Problem to solve =
Every line holding the string "AppState" should be copied out of the listing.

The input =
....

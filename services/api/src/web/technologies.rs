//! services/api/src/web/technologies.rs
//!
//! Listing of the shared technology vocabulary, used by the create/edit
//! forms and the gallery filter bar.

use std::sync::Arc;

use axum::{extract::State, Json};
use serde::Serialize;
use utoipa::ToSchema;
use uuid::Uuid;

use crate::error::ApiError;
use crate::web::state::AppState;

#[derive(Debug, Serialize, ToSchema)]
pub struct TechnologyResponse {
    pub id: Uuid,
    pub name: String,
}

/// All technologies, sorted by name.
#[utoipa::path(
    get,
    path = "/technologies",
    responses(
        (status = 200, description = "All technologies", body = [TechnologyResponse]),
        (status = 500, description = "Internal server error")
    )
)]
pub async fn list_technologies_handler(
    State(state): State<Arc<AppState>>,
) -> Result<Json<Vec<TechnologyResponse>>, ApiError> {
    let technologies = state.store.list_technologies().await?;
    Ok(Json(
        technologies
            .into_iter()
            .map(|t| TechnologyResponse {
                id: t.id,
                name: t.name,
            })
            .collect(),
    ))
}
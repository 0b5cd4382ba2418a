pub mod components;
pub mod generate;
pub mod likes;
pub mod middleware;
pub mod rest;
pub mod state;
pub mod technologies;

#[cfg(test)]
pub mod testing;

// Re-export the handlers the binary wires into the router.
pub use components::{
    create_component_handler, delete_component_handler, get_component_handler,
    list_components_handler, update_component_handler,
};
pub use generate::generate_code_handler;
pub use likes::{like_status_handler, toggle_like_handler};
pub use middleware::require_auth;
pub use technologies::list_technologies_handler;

....

Expected answer =
use crate::web::state::AppState;
    State(state): State<Arc<AppState>>,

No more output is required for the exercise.